Sweet and tender hooligans
Boxodreams | district of columbia | 11/25/2004
(4 out of 5 stars)
"These wonderfully fatalistic, moping fops have, in this, created a near-masterpiece of a very strange sort. It's almost as if the Rutles had, instead of knocking off the Beatles, played beery, ascot-wearing, pot-bellied, rail-thin romance pirates in makeup. Jacobites, and theirs songs, are perfectly ridiculous. Their lyrics are forged from freshman college existentialism, poetry and philosophy. They are forever drowning in a gauzy heartbreak, always choosing gesture (preferably grand) to truth every single song. The music is sad, jangly, twin-guitar strumming, like the kind you might hear from junkies at the end of the line, busking for score money down in the subway. The production of "Robespierre's Velvet Basement" is shimmering and glistening on the re-release. The guitars and the harmonies sound very good. The songs, just about all of them, are disasters -- a step from comedy -- but somehow, some way, in the mixed-up, self-deluded mustiness and shameless self-indulgence, they take hold. And their wrongness, because of the vibe, becomes their right. They are flawlessly flawed gems from the alternative universe where bad songs reign supreme and endless wanderings from bar to bar and drunken, late-night sleeping bag crashes on many a lousy musician's living room floor end with a little opportunistic nookie by cheap wine and candlelight courtesy of a similarly misbegotten bird that's happened to also stumble in -- sweet, sad nectar for the next double album. An album someone in, say, Germany, is always willing to bankroll. Pick hit: "Pin Your Heart to Me.""

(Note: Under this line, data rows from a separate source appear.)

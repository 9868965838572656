//! Ingestion configuration
//!
//! Everything is read from the environment (a `.env` file is loaded first by
//! the binary) and can be overridden by CLI flags.

use oaetl_common::retry::RetryPolicy;
use oaetl_common::{EtlError, Result};
use serde::{Deserialize, Serialize};
use sqlx::postgres::PgConnectOptions;
use std::env;
use std::path::{Path, PathBuf};
use std::str::FromStr;
use std::time::Duration;

/// Public OpenAlex snapshot bucket
pub const DEFAULT_BUCKET: &str = "openalex";
pub const DEFAULT_REGION: &str = "us-east-1";
pub const DEFAULT_DATA_PREFIX: &str = "data";
pub const DEFAULT_PARTITION_MARKER: &str = "updated_date=";

pub const DEFAULT_BATCH_SIZE: usize = 1000;
pub const DEFAULT_MAX_RECORD_ERRORS: usize = 100;
pub const DEFAULT_MAX_BACKUPS: usize = 10;
pub const DEFAULT_DB_SCHEMA: &str = "openalex";

/// Top-level configuration for an ingestion run
#[derive(Debug, Clone, Serialize, Deserialize)]
pub struct EtlConfig {
    pub source: SourceConfig,
    pub database: DatabaseConfig,
    pub loader: LoaderConfig,
    pub fetch: FetchConfig,
    pub state: StateConfig,
}

/// Where the snapshot is read from
#[derive(Debug, Clone, Serialize, Deserialize)]
pub struct SourceConfig {
    pub bucket: String,
    pub region: String,
    /// Key prefix holding one directory per entity kind
    pub data_prefix: String,
    /// Only partitions whose name contains this marker are considered
    pub partition_marker: String,
    /// Custom S3 endpoint (MinIO, localstack)
    pub endpoint: Option<String>,
    pub path_style: bool,
    /// Both must be set to sign requests; otherwise access is anonymous
    pub access_key: Option<String>,
    pub secret_key: Option<String>,
    /// Read from a local mirror instead of S3
    pub local_dir: Option<PathBuf>,
}

/// Destination database
#[derive(Debug, Clone, Serialize, Deserialize)]
pub struct DatabaseConfig {
    /// Full connection URL; takes precedence over the individual parts
    pub url: Option<String>,
    pub host: String,
    pub port: u16,
    pub name: String,
    pub user: String,
    #[serde(skip_serializing)]
    pub password: Option<String>,
    pub max_connections: u32,
    pub schema: String,
}

/// Batch loader tuning
#[derive(Debug, Clone, Copy, Serialize, Deserialize, PartialEq, Eq)]
pub struct LoaderConfig {
    /// Primary-table rows buffered before a flush
    pub batch_size: usize,
    /// Bad records tolerated per file; reaching it fails the file
    pub max_record_errors: usize,
}

/// Download retry behaviour
#[derive(Debug, Clone, Copy, Serialize, Deserialize, PartialEq, Eq)]
pub struct FetchConfig {
    pub max_attempts: u32,
    pub retry_base_secs: u64,
}

/// Local directories for checkpoint state and scratch downloads
#[derive(Debug, Clone, Serialize, Deserialize)]
pub struct StateConfig {
    pub base_dir: PathBuf,
    pub max_backups: usize,
}

impl Default for SourceConfig {
    fn default() -> Self {
        Self {
            bucket: DEFAULT_BUCKET.to_string(),
            region: DEFAULT_REGION.to_string(),
            data_prefix: DEFAULT_DATA_PREFIX.to_string(),
            partition_marker: DEFAULT_PARTITION_MARKER.to_string(),
            endpoint: None,
            path_style: false,
            access_key: None,
            secret_key: None,
            local_dir: None,
        }
    }
}

impl Default for DatabaseConfig {
    fn default() -> Self {
        Self {
            url: None,
            host: "localhost".to_string(),
            port: 5432,
            name: "postgres".to_string(),
            user: "postgres".to_string(),
            password: None,
            max_connections: 5,
            schema: DEFAULT_DB_SCHEMA.to_string(),
        }
    }
}

impl Default for LoaderConfig {
    fn default() -> Self {
        Self {
            batch_size: DEFAULT_BATCH_SIZE,
            max_record_errors: DEFAULT_MAX_RECORD_ERRORS,
        }
    }
}

impl Default for FetchConfig {
    fn default() -> Self {
        Self {
            max_attempts: oaetl_common::retry::DEFAULT_MAX_ATTEMPTS,
            retry_base_secs: oaetl_common::retry::DEFAULT_BASE_DELAY.as_secs(),
        }
    }
}

impl Default for StateConfig {
    fn default() -> Self {
        Self {
            base_dir: PathBuf::from("."),
            max_backups: DEFAULT_MAX_BACKUPS,
        }
    }
}

impl EtlConfig {
    /// Load the full configuration from environment variables
    pub fn from_env() -> Result<Self> {
        let config = Self {
            source: SourceConfig::from_env()?,
            database: DatabaseConfig::from_env()?,
            loader: LoaderConfig {
                batch_size: env_parse("BATCH_SIZE", DEFAULT_BATCH_SIZE)?,
                max_record_errors: env_parse("MAX_RECORD_ERRORS", DEFAULT_MAX_RECORD_ERRORS)?,
            },
            fetch: FetchConfig {
                max_attempts: env_parse(
                    "FETCH_MAX_ATTEMPTS",
                    oaetl_common::retry::DEFAULT_MAX_ATTEMPTS,
                )?,
                retry_base_secs: env_parse(
                    "FETCH_RETRY_BASE_SECS",
                    oaetl_common::retry::DEFAULT_BASE_DELAY.as_secs(),
                )?,
            },
            state: StateConfig {
                base_dir: env::var("ETL_BASE_DIR")
                    .map(PathBuf::from)
                    .unwrap_or_else(|_| PathBuf::from(".")),
                max_backups: env_parse("MAX_BACKUPS", DEFAULT_MAX_BACKUPS)?,
            },
        };

        config.validate()?;
        Ok(config)
    }

    /// Validate the configuration
    pub fn validate(&self) -> Result<()> {
        if self.loader.batch_size == 0 {
            return Err(EtlError::Config("BATCH_SIZE must be greater than 0".into()));
        }
        if self.fetch.max_attempts == 0 {
            return Err(EtlError::Config("FETCH_MAX_ATTEMPTS must be greater than 0".into()));
        }
        if self.state.max_backups == 0 {
            return Err(EtlError::Config("MAX_BACKUPS must be greater than 0".into()));
        }
        if self.source.local_dir.is_none() && self.source.bucket.trim().is_empty() {
            return Err(EtlError::Config("S3_BUCKET must not be empty".into()));
        }
        if self.source.access_key.is_some() != self.source.secret_key.is_some() {
            return Err(EtlError::Config(
                "S3_ACCESS_KEY and S3_SECRET_KEY must be set together".into(),
            ));
        }
        Ok(())
    }
}

impl SourceConfig {
    pub fn from_env() -> Result<Self> {
        let defaults = Self::default();
        Ok(Self {
            bucket: env::var("S3_BUCKET").unwrap_or(defaults.bucket),
            region: env::var("S3_REGION").unwrap_or(defaults.region),
            data_prefix: env::var("S3_DATA_PREFIX").unwrap_or(defaults.data_prefix),
            partition_marker: env::var("PARTITION_MARKER").unwrap_or(defaults.partition_marker),
            endpoint: env::var("S3_ENDPOINT").ok(),
            path_style: env_parse("S3_PATH_STYLE", false)?,
            access_key: env::var("S3_ACCESS_KEY")
                .or_else(|_| env::var("AWS_ACCESS_KEY_ID"))
                .ok(),
            secret_key: env::var("S3_SECRET_KEY")
                .or_else(|_| env::var("AWS_SECRET_ACCESS_KEY"))
                .ok(),
            local_dir: env::var("LOCAL_SOURCE_DIR").ok().map(PathBuf::from),
        })
    }

    /// Configuration reading a directory mirror of the snapshot
    pub fn local(dir: impl Into<PathBuf>) -> Self {
        Self {
            local_dir: Some(dir.into()),
            ..Self::default()
        }
    }

    pub fn is_anonymous(&self) -> bool {
        self.access_key.is_none() || self.secret_key.is_none()
    }
}

impl DatabaseConfig {
    /// `DATABASE_URL` wins; otherwise the `DB_*` parts are used
    pub fn from_env() -> Result<Self> {
        let defaults = Self::default();
        Ok(Self {
            url: env::var("DATABASE_URL").ok(),
            host: env::var("DB_HOST").unwrap_or(defaults.host),
            port: env_parse("DB_PORT", defaults.port)?,
            name: env::var("DB_NAME").unwrap_or(defaults.name),
            user: env::var("DB_USER").unwrap_or(defaults.user),
            password: env::var("DB_PASSWORD").ok(),
            max_connections: env_parse("DB_MAX_CONNECTIONS", defaults.max_connections)?,
            schema: env::var("DB_SCHEMA").unwrap_or(defaults.schema),
        })
    }

    /// Connection options; parts are passed through unescaped so passwords
    /// may contain URL delimiters
    pub fn connect_options(&self) -> Result<PgConnectOptions> {
        if let Some(url) = &self.url {
            return url
                .parse()
                .map_err(|e| EtlError::Config(format!("DATABASE_URL: {}", e)));
        }

        let options = PgConnectOptions::new()
            .host(&self.host)
            .port(self.port)
            .username(&self.user)
            .database(&self.name);
        Ok(match &self.password {
            Some(password) => options.password(password),
            None => options,
        })
    }
}

impl FetchConfig {
    pub fn retry_policy(&self) -> RetryPolicy {
        RetryPolicy::new(self.max_attempts, Duration::from_secs(self.retry_base_secs))
    }
}

impl StateConfig {
    pub fn with_base_dir(base_dir: impl Into<PathBuf>) -> Self {
        Self {
            base_dir: base_dir.into(),
            ..Self::default()
        }
    }

    pub fn state_dir(&self) -> PathBuf {
        self.base_dir.join("data").join("state")
    }

    pub fn checkpoint_path(&self) -> PathBuf {
        self.state_dir().join("ingestion_state.json")
    }

    pub fn backup_dir(&self) -> PathBuf {
        self.state_dir().join("backups")
    }

    pub fn scratch_dir(&self) -> PathBuf {
        self.base_dir.join("data").join("temp")
    }

    pub fn base_dir(&self) -> &Path {
        &self.base_dir
    }
}

fn env_parse<T: FromStr>(name: &str, default: T) -> Result<T>
where
    T::Err: std::fmt::Display,
{
    match env::var(name) {
        Ok(raw) => raw
            .trim()
            .parse()
            .map_err(|e| EtlError::Config(format!("{}={:?}: {}", name, raw, e))),
        Err(_) => Ok(default),
    }
}

#[cfg(test)]
mod tests {
    use super::*;
    use serial_test::serial;

    fn config() -> EtlConfig {
        EtlConfig {
            source: SourceConfig::default(),
            database: DatabaseConfig::default(),
            loader: LoaderConfig::default(),
            fetch: FetchConfig::default(),
            state: StateConfig::default(),
        }
    }

    #[test]
    fn test_defaults_are_valid() {
        assert!(config().validate().is_ok());
    }

    #[test]
    fn test_zero_batch_size_rejected() {
        let mut config = config();
        config.loader.batch_size = 0;
        assert!(config.validate().is_err());
    }

    #[test]
    fn test_half_credentials_rejected() {
        let mut config = config();
        config.source.access_key = Some("key".into());
        assert!(config.validate().is_err());
    }

    #[test]
    fn test_state_layout() {
        let state = StateConfig::with_base_dir("/srv/etl");
        assert_eq!(
            state.checkpoint_path(),
            PathBuf::from("/srv/etl/data/state/ingestion_state.json")
        );
        assert_eq!(state.backup_dir(), PathBuf::from("/srv/etl/data/state/backups"));
        assert_eq!(state.scratch_dir(), PathBuf::from("/srv/etl/data/temp"));
    }

    #[test]
    #[serial]
    fn test_connect_options_from_parts() {
        env::remove_var("DATABASE_URL");
        env::set_var("DB_HOST", "db.internal");
        env::set_var("DB_PORT", "5435");
        env::set_var("DB_PASSWORD", "p@ss/w:rd");

        let db = DatabaseConfig::from_env().unwrap();

        env::remove_var("DB_HOST");
        env::remove_var("DB_PORT");
        env::remove_var("DB_PASSWORD");

        assert_eq!(db.password.as_deref(), Some("p@ss/w:rd"));
        let options = db.connect_options().unwrap();
        assert_eq!(options.get_host(), "db.internal");
        assert_eq!(options.get_port(), 5435);
        assert_eq!(options.get_username(), "postgres");
        assert_eq!(options.get_database(), Some("postgres"));
    }

    #[test]
    fn test_connect_options_prefer_url() {
        let db = DatabaseConfig {
            url: Some("postgresql://etl@warehouse:6543/openalex".into()),
            ..DatabaseConfig::default()
        };

        let options = db.connect_options().unwrap();

        assert_eq!(options.get_host(), "warehouse");
        assert_eq!(options.get_port(), 6543);
        assert_eq!(options.get_database(), Some("openalex"));
    }

    #[test]
    fn test_bad_url_is_a_config_error() {
        let db = DatabaseConfig {
            url: Some("postgresql://warehouse:notaport/openalex".into()),
            ..DatabaseConfig::default()
        };
        assert!(matches!(db.connect_options(), Err(EtlError::Config(_))));
    }

    #[test]
    #[serial]
    fn test_bad_number_is_a_config_error() {
        env::set_var("BATCH_SIZE", "lots");
        let result = EtlConfig::from_env();
        env::remove_var("BATCH_SIZE");

        assert!(matches!(result, Err(EtlError::Config(_))));
    }
}
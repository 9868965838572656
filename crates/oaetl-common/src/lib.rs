//! OAETL Common Library
#![deny(clippy::unwrap_used, clippy::expect_used)]
//!
//! Shared utilities and error handling for the OAETL workspace.
//!
//! # Overview
//!
//! This crate provides functionality used by every OAETL workspace member:
//!
//! - **Error Handling**: Common error type and result alias
//! - **Logging**: Console/file/JSON tracing setup driven by environment
//! - **Retry**: Bounded retry with exponential backoff for remote I/O
//!
//! # Example
//!
//! ```no_run
//! use oaetl_common::retry::{retry_with_backoff, RetryPolicy};
//!
//! # async fn example() -> Result<(), std::io::Error> {
//! let policy = RetryPolicy::new(3, std::time::Duration::from_secs(5));
//! let body = retry_with_backoff(&policy, "download", |_attempt| async {
//!     tokio::fs::read("part_000.gz").await
//! })
//! .await?;
//! # let _ = body;
//! # Ok(())
//! # }
//! ```

pub mod error;
pub mod logging;
pub mod retry;

// Re-export commonly used types
pub use error::{EtlError, Result};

File under Jacobites as well . . .
Scott Siegling | West Branch, IA United States | 08/23/2005
(5 out of 5 stars)
"Originally released as a single album in 1985, this CD release finally restores it to its originally envisioned length and running order. Excellent trading off of songs between Nikki and Dave, each inspiring the other to better and better songs. Highlights: Son of a French Nobleman, Hearts are Like Flowers, It'll All End Up in Tears, Ambulance Station ... oh, never mind, just read the track listing. I once described Nikki to Jeremy Gluck as a cross between Keith Richards, Neil Young and Johnny Thunders. Don't know if that's exactly accurate anymore but it may help those of you who aren't already fans."
Good Stuff
Scott Siegling | 07/03/1999
(4 out of 5 stars)
"This & "Ragged Schools" which I think is out of print, are great songs to listen to alone in your apartment on a cold winter night when all your friends are out of town or are just blowing you off, and your best girl has just run off with the captain of the football team. "Kings & Queens," "Big Store," "Shame for the Angels" are my favorites tracks. Get this album immediately, while someone makes sure to hide all sharp objects!"